# Dangerous Breed Ban



## KristinEnn (Oct 2, 2008)

So I found a list from 2007 stating that German Sheperds were the "3rd most dangerous dog" 
I was just watching our local news in Seattle today and they are working to Ban dangerous breeds of dogs. 

So I looked it up... and found what the breeds are they are trying to Ban in areas of King County. 

The main page says 
"We wouldnt allow fighting dogs in our homes.. Why allow them in our parks and neihborhoods? "
then it goes on to say
fighting breeds ::
Breeds Defined as Fighting Breeds
Akita, American Pit-Bull Terrier, American Staffordshire Terrier, Bull Terrier, Staffordshire Bull Terrier, Cane Corso, Dogo Argentino, Dogue de Bordeaux, Juvasz, Presa Canario and Tosa Inu. 

Note:
Powerful and potentially dangerous dogs such as Rottweilers, German Shepherds, Dobermann’s, Boxer’s and other “working” breeds are specifically excluded from this definition, because our aim is to eliminate dogs bred to fight; not herders, or guard-dogs. Fighting breeds are those dogs which have historically been bred for fighting other dogs or other animals, such as bull-baiting and bear-baiting. 


So that was nice to know.. they are OK for now with GSDs. But people like this make me so mad. 
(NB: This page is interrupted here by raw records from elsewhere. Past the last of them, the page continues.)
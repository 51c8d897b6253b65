//! Game state machine
//!
//! ```text
//! Idle -> SearchBall -> ApproachBall -> Collecting -> SearchGoal
//!            ^                                            |
//!            |                                            v
//!        LeaveGoal <------- Depositing <-------- ApproachGoal
//! ```
//!
//! Every active state falls back to Idle once the game clock runs out.
//! Targets are always the largest visible instance, there is no tracking
//! across frames.

use std::time::Instant;

use super::{BehaviorInput, Detection, ObjectKind};
use crate::actuator::AccessoryMode;
use crate::config::BehaviorConfig;
use crate::control::VelocityIntent;
use crate::sensor::normalize_angle;

#[derive(Debug, Clone, Copy, PartialEq, Eq)]
pub enum BehaviorState {
    Idle,
    SearchBall,
    ApproachBall,
    Collecting,
    SearchGoal,
    ApproachGoal,
    Depositing,
    LeaveGoal,
}

/// What the drive should do this frame
#[derive(Debug, Clone, Copy, PartialEq)]
pub enum Motion {
    /// Leave the drive alone; the watchdog stops it if nothing else writes
    Hold,
    Drive(VelocityIntent),
    /// Stop now
    Halt,
}

#[derive(Debug, Clone, Copy, PartialEq)]
pub struct BehaviorOutput {
    pub motion: Motion,
    pub accessory: Option<AccessoryMode>,
}

impl BehaviorOutput {
    fn drive(vx: f32, vy: f32, omega: f32, accessory: AccessoryMode) -> Self {
        Self {
            motion: Motion::Drive(VelocityIntent::new(vx, vy, omega)),
            accessory: Some(accessory),
        }
    }

    fn idle() -> Self {
        Self {
            motion: Motion::Hold,
            accessory: None,
        }
    }

    fn halt() -> Self {
        Self {
            motion: Motion::Halt,
            accessory: Some(AccessoryMode::Stop),
        }
    }
}

pub struct BehaviorEngine {
    config: BehaviorConfig,
    state: BehaviorState,
    state_entered: Instant,
    game_started: Option<Instant>,
    balls_collected: u32,
    /// ApproachBall: tracked ball reached the intake zone
    ball_centered: bool,
    /// ApproachGoal: goal has been seen near frame centre
    goal_centered: bool,
    /// LeaveGoal: heading when the turn started
    leave_start_heading: Option<f32>,
}

impl BehaviorEngine {
    pub fn new(config: BehaviorConfig) -> Self {
        Self {
            config,
            state: BehaviorState::Idle,
            state_entered: Instant::now(),
            game_started: None,
            balls_collected: 0,
            ball_centered: false,
            goal_centered: false,
            leave_start_heading: None,
        }
    }

    pub fn state(&self) -> BehaviorState {
        self.state
    }

    pub fn balls_collected(&self) -> u32 {
        self.balls_collected
    }

    pub fn game_elapsed(&self, now: Instant) -> Option<f32> {
        self.game_started
            .map(|start| now.saturating_duration_since(start).as_secs_f32())
    }

    /// Reset the quota and the game clock, begin searching
    pub fn start_game(&mut self, now: Instant) {
        log::info!(
            "Game started: target {:?}, {} balls per trip, {} s",
            self.config.target_goal,
            self.config.max_balls,
            self.config.game_duration_s
        );
        self.game_started = Some(now);
        self.balls_collected = 0;
        self.ball_centered = false;
        self.goal_centered = false;
        self.enter(BehaviorState::SearchBall, now);
    }

    pub fn stop_game(&mut self) {
        if self.state != BehaviorState::Idle {
            log::info!("Game stopped in {:?}", self.state);
        }
        self.state = BehaviorState::Idle;
        self.game_started = None;
    }

    /// Advance one camera frame
    pub fn update(&mut self, input: &BehaviorInput, now: Instant) -> BehaviorOutput {
        if self.state != BehaviorState::Idle {
            if let Some(elapsed) = self.game_elapsed(now) {
                if elapsed > self.config.game_duration_s {
                    log::info!("Game over after {:.0} s", elapsed);
                    self.stop_game();
                    return BehaviorOutput::halt();
                }
            }
        }
        self.step(input, now)
    }

    fn step(&mut self, input: &BehaviorInput, now: Instant) -> BehaviorOutput {
        match self.state {
            BehaviorState::Idle => BehaviorOutput::idle(),
            BehaviorState::SearchBall => self.search_ball(input, now),
            BehaviorState::ApproachBall => self.approach_ball(input, now),
            BehaviorState::Collecting => self.collecting(input, now),
            BehaviorState::SearchGoal => self.search_goal(input, now),
            BehaviorState::ApproachGoal => self.approach_goal(input, now),
            BehaviorState::Depositing => self.depositing(input, now),
            BehaviorState::LeaveGoal => self.leave_goal(input, now),
        }
    }

    fn enter(&mut self, state: BehaviorState, now: Instant) {
        log::info!("Behavior: {:?} -> {:?}", self.state, state);
        self.state = state;
        self.state_entered = now;
    }

    fn in_state(&self, now: Instant) -> f32 {
        now.saturating_duration_since(self.state_entered).as_secs_f32()
    }

    fn steer(&self, input: &BehaviorInput, target: &Detection) -> f32 {
        self.config.approach_kp * (input.center_x() - target.center.0)
    }

    fn goal_intake(&self) -> AccessoryMode {
        if self.config.intake_during_goal_search {
            AccessoryMode::Forward
        } else {
            AccessoryMode::Stop
        }
    }

    fn search_ball(&mut self, input: &BehaviorInput, now: Instant) -> BehaviorOutput {
        if input.largest(ObjectKind::Ball).is_some() {
            self.ball_centered = false;
            self.enter(BehaviorState::ApproachBall, now);
            return self.approach_ball(input, now);
        }

        //spin in place, then a short forward arc to widen the footprint
        let cfg = &self.config;
        let cycle = cfg.search_spin_s + cfg.search_drive_s;
        let t = if cycle > 0.0 { self.in_state(now) % cycle } else { 0.0 };

        if t < cfg.search_spin_s {
            BehaviorOutput::drive(0.0, 0.0, cfg.search_rotation_speed, AccessoryMode::Forward)
        } else {
            BehaviorOutput::drive(cfg.approach_speed, 0.0, cfg.search_drive_omega, AccessoryMode::Forward)
        }
    }

    fn approach_ball(&mut self, input: &BehaviorInput, now: Instant) -> BehaviorOutput {
        let ball = match input.largest(ObjectKind::Ball) {
            Some(ball) => *ball,
            None => {
                if self.ball_centered {
                    //vanished from the intake zone, so it went in
                    log::info!("Ball left the frame at the intake");
                    return self.ball_collected(input, now);
                }
                self.enter(BehaviorState::SearchBall, now);
                return self.search_ball(input, now);
            }
        };

        let cfg = &self.config;
        let near_bottom = ball.center.1 > input.frame_height * cfg.bottom_threshold;
        let centered = (ball.center.0 - input.center_x()).abs() < cfg.ball_center_tolerance;
        if near_bottom && centered {
            self.ball_centered = true;
        }

        let omega = self.steer(input, &ball);
        if ball.area > self.config.ball_close_area {
            let speed = self.config.approach_speed / 2.0;
            self.enter(BehaviorState::Collecting, now);
            return BehaviorOutput::drive(speed, 0.0, 0.0, AccessoryMode::Forward);
        }

        BehaviorOutput::drive(self.config.approach_speed, 0.0, omega, AccessoryMode::Forward)
    }

    fn collecting(&mut self, input: &BehaviorInput, now: Instant) -> BehaviorOutput {
        if self.in_state(now) > self.config.collecting_time_s {
            return self.ball_collected(input, now);
        }
        BehaviorOutput::drive(self.config.approach_speed, 0.0, 0.0, AccessoryMode::Forward)
    }

    fn ball_collected(&mut self, input: &BehaviorInput, now: Instant) -> BehaviorOutput {
        self.balls_collected += 1;
        self.ball_centered = false;
        log::info!("Collected {}/{}", self.balls_collected, self.config.max_balls);

        if self.balls_collected >= self.config.max_balls {
            self.enter(BehaviorState::SearchGoal, now);
        } else {
            self.enter(BehaviorState::SearchBall, now);
        }
        self.step(input, now)
    }

    fn search_goal(&mut self, input: &BehaviorInput, now: Instant) -> BehaviorOutput {
        let target = ObjectKind::Goal(self.config.target_goal);
        if input.largest(target).is_some() {
            self.goal_centered = false;
            self.enter(BehaviorState::ApproachGoal, now);
            return self.approach_goal(input, now);
        }
        BehaviorOutput::drive(0.0, 0.0, self.config.search_rotation_speed, self.goal_intake())
    }

    fn approach_goal(&mut self, input: &BehaviorInput, now: Instant) -> BehaviorOutput {
        let target = ObjectKind::Goal(self.config.target_goal);
        let goal = match input.largest(target) {
            Some(goal) => *goal,
            None => {
                self.enter(BehaviorState::SearchGoal, now);
                return self.search_goal(input, now);
            }
        };

        if (goal.center.0 - input.center_x()).abs() < self.config.goal_center_tolerance {
            self.goal_centered = true;
        }

        if self.goal_centered && goal.area > self.config.goal_close_area {
            self.enter(BehaviorState::Depositing, now);
            return self.depositing(input, now);
        }

        let omega = self.steer(input, &goal);
        BehaviorOutput::drive(self.config.approach_speed, 0.0, omega, self.goal_intake())
    }

    fn depositing(&mut self, input: &BehaviorInput, now: Instant) -> BehaviorOutput {
        if self.in_state(now) > self.config.deposit_time_s {
            log::info!("Deposited {} balls", self.balls_collected);
            self.balls_collected = 0;
            self.leave_start_heading = input.heading;
            self.enter(BehaviorState::LeaveGoal, now);
            return self.leave_goal(input, now);
        }
        //backing up pushes the balls onto the reversed roller
        BehaviorOutput::drive(self.config.deposit_backup_speed, 0.0, 0.0, AccessoryMode::Reverse)
    }

    fn leave_goal(&mut self, input: &BehaviorInput, now: Instant) -> BehaviorOutput {
        if self.leave_start_heading.is_none() {
            self.leave_start_heading = input.heading;
        }

        let turned = match (self.leave_start_heading, input.heading) {
            (Some(start), Some(heading)) => normalize_angle(heading - start).abs(),
            _ => 0.0,
        };

        if turned >= self.config.leave_turn_angle || self.in_state(now) > self.config.leave_turn_time_s {
            self.leave_start_heading = None;
            self.enter(BehaviorState::SearchBall, now);
            return self.search_ball(input, now);
        }

        BehaviorOutput::drive(0.0, 0.0, self.config.search_rotation_speed, AccessoryMode::Forward)
    }
}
So my question is.. so if someone happens to own a pitbull that is freindly are they going to fine them? and what if they dont get rid of them? what will they do with them? put them down???!?!? Just because of some idiot dog owners we now have to punish the breed? That is rediculous to me. 
My roommate had a pitbull named Angel she was the most gentle dog I have ever met. 

I guess the reason i am agree is if they are so ok to ban these breeds. What says they wont attempt the herding breeds. Makes me so mad!


----------



## GSDTrain (Apr 21, 2008)

some things just dpn't make sense some times....


----------



## GSDOwner2008 (Jan 19, 2008)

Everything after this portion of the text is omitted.